[Saved entries]
-----

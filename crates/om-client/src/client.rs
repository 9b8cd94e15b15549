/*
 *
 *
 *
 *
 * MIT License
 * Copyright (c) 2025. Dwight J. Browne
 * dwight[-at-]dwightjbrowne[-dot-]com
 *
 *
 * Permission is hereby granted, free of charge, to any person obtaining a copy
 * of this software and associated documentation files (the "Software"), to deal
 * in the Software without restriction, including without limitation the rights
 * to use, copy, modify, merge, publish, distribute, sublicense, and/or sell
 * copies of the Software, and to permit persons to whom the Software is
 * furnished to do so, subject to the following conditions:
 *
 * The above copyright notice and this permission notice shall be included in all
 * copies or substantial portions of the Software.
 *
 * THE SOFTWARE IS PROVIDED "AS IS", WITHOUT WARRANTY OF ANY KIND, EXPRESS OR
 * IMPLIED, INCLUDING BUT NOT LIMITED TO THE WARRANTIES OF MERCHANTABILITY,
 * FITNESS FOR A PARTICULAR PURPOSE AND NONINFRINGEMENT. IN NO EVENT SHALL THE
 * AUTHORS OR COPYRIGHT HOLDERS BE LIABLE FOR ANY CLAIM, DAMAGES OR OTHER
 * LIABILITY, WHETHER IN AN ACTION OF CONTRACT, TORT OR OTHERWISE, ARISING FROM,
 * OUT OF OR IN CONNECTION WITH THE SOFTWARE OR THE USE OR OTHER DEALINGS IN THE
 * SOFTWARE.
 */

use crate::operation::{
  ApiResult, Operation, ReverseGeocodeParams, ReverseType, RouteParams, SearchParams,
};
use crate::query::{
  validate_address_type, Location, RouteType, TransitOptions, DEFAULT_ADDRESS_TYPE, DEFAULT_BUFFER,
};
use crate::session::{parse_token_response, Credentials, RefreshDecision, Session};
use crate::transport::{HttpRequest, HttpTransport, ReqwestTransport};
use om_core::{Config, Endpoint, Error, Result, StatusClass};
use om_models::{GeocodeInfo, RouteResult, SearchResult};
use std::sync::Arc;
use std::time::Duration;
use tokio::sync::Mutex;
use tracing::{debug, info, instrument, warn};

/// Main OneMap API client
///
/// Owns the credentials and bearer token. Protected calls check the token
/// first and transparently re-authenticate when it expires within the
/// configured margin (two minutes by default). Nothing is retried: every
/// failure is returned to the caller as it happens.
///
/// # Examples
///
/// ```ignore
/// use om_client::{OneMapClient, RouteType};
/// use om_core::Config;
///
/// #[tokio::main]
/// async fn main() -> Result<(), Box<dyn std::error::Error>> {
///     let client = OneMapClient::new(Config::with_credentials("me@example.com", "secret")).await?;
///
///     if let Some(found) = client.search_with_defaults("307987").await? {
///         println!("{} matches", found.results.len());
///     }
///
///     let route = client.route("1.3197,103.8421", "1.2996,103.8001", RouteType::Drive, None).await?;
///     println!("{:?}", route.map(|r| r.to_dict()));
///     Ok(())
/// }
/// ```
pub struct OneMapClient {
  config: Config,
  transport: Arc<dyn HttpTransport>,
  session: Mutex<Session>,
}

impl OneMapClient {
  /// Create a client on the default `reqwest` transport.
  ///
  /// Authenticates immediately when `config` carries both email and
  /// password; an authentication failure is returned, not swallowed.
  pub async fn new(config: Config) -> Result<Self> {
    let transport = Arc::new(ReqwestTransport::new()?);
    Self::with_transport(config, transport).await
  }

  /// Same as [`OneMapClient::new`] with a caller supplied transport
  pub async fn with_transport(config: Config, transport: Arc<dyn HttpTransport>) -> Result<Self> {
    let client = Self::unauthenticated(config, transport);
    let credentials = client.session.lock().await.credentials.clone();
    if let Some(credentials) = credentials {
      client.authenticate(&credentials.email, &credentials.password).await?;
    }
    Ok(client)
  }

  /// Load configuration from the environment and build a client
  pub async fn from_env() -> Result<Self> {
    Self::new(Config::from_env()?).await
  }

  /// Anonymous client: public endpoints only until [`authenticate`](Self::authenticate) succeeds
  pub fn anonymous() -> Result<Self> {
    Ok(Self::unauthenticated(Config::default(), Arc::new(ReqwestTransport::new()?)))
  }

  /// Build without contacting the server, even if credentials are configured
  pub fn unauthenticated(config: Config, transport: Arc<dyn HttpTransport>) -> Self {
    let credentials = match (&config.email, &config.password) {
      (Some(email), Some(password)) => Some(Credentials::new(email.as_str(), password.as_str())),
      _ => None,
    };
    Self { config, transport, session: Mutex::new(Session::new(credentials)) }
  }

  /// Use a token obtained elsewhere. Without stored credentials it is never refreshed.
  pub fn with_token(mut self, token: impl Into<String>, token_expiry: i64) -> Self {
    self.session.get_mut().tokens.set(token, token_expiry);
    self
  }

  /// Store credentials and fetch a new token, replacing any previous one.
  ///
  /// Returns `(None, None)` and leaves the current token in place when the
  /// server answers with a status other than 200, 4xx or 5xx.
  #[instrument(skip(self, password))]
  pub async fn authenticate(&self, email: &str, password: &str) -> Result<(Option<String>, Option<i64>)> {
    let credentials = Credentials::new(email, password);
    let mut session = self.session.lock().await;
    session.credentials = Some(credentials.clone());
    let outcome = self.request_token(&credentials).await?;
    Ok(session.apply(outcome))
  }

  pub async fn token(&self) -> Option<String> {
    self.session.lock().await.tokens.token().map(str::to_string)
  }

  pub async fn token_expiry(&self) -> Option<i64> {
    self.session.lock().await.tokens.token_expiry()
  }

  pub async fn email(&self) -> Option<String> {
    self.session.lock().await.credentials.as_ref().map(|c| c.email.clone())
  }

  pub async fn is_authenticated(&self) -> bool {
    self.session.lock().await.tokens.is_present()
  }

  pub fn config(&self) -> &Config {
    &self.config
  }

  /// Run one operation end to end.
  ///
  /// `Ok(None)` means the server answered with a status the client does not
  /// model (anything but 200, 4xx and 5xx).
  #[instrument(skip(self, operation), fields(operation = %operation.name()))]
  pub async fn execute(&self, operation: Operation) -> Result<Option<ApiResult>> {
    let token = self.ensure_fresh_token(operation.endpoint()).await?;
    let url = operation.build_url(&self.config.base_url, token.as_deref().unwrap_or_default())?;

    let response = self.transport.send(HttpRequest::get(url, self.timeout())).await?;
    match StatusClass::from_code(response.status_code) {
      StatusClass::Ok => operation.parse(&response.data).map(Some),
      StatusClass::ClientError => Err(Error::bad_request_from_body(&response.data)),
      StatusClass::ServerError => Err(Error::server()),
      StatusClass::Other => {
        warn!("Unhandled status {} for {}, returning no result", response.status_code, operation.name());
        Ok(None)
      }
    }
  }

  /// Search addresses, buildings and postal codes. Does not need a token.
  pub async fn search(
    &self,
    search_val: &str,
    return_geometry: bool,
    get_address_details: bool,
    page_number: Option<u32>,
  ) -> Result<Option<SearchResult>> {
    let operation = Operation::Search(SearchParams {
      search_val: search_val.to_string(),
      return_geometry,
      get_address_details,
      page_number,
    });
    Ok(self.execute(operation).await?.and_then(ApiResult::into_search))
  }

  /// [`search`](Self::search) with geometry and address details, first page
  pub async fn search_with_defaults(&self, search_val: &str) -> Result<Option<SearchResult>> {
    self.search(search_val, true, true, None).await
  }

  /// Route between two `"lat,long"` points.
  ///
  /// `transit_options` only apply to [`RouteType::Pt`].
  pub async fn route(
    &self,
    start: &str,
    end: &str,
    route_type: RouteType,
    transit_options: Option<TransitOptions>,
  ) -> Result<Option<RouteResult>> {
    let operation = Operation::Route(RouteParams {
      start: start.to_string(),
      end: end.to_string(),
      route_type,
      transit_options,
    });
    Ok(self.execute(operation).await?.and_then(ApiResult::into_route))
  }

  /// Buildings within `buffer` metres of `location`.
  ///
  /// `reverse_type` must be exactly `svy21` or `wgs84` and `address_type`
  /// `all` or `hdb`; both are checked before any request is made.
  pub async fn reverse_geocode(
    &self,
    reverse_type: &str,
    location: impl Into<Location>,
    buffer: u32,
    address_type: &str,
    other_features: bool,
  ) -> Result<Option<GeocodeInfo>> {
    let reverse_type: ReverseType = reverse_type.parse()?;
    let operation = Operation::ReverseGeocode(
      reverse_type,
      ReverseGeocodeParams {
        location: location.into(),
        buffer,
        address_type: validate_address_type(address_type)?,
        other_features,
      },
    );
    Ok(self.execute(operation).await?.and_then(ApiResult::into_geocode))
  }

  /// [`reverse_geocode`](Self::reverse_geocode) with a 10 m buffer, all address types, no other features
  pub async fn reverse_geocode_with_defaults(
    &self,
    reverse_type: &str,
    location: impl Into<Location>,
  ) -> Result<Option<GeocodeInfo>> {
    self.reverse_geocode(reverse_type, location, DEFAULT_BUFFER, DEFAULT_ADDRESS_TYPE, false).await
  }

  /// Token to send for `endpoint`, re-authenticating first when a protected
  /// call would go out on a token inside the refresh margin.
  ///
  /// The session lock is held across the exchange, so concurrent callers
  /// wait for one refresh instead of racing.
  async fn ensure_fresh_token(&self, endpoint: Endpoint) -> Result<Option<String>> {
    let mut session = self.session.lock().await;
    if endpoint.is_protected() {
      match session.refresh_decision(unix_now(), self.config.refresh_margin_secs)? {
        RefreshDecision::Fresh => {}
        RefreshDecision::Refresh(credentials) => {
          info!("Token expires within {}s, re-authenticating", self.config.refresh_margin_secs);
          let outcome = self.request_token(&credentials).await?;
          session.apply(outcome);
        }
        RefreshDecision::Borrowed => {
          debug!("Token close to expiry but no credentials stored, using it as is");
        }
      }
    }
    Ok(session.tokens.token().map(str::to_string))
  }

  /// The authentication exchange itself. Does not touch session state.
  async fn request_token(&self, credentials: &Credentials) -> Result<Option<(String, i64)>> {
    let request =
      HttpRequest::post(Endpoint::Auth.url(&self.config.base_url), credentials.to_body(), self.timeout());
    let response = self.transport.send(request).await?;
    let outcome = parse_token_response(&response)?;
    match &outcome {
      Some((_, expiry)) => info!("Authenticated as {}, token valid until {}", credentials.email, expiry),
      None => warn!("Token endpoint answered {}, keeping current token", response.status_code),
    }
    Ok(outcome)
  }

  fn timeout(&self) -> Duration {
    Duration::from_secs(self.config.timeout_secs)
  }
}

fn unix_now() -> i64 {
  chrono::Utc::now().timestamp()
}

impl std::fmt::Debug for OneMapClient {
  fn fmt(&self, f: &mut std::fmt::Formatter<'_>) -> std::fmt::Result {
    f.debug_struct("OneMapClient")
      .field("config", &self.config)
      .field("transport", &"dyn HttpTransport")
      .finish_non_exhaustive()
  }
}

-----

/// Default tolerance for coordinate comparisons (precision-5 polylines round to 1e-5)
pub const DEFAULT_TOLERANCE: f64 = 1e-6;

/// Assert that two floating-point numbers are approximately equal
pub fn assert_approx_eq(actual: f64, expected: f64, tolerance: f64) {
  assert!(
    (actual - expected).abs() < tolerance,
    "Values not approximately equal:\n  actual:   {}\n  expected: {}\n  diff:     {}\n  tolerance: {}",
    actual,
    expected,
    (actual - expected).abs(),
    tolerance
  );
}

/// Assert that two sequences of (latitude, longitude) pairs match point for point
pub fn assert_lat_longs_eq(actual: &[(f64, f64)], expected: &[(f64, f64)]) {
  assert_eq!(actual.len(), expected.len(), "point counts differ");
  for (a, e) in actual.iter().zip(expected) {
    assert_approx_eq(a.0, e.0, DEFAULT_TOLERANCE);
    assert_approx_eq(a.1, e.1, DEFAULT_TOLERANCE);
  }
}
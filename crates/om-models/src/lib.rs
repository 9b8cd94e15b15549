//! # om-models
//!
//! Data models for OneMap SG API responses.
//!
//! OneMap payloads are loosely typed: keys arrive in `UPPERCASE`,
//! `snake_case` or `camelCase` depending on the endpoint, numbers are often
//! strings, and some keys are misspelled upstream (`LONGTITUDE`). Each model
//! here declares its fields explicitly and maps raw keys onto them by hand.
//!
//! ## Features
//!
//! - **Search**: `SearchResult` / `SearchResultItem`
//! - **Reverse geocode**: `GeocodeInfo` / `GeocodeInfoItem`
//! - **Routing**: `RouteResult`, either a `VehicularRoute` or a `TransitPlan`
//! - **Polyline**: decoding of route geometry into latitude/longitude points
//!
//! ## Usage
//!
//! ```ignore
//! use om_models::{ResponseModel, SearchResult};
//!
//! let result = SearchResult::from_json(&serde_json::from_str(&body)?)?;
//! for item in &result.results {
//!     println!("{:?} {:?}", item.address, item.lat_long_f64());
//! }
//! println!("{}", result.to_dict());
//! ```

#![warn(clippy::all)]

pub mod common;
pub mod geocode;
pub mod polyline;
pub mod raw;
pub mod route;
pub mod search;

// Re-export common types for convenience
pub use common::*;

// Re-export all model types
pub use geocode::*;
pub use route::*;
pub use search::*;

-----

§ WORK REQUIRED
Filter the entries and copy out every line with the word "that".

§ OUTPUT
/// Assert that two floating-point numbers are approximately equal
/// Assert that two sequences of (latitude, longitude) pairs match point for point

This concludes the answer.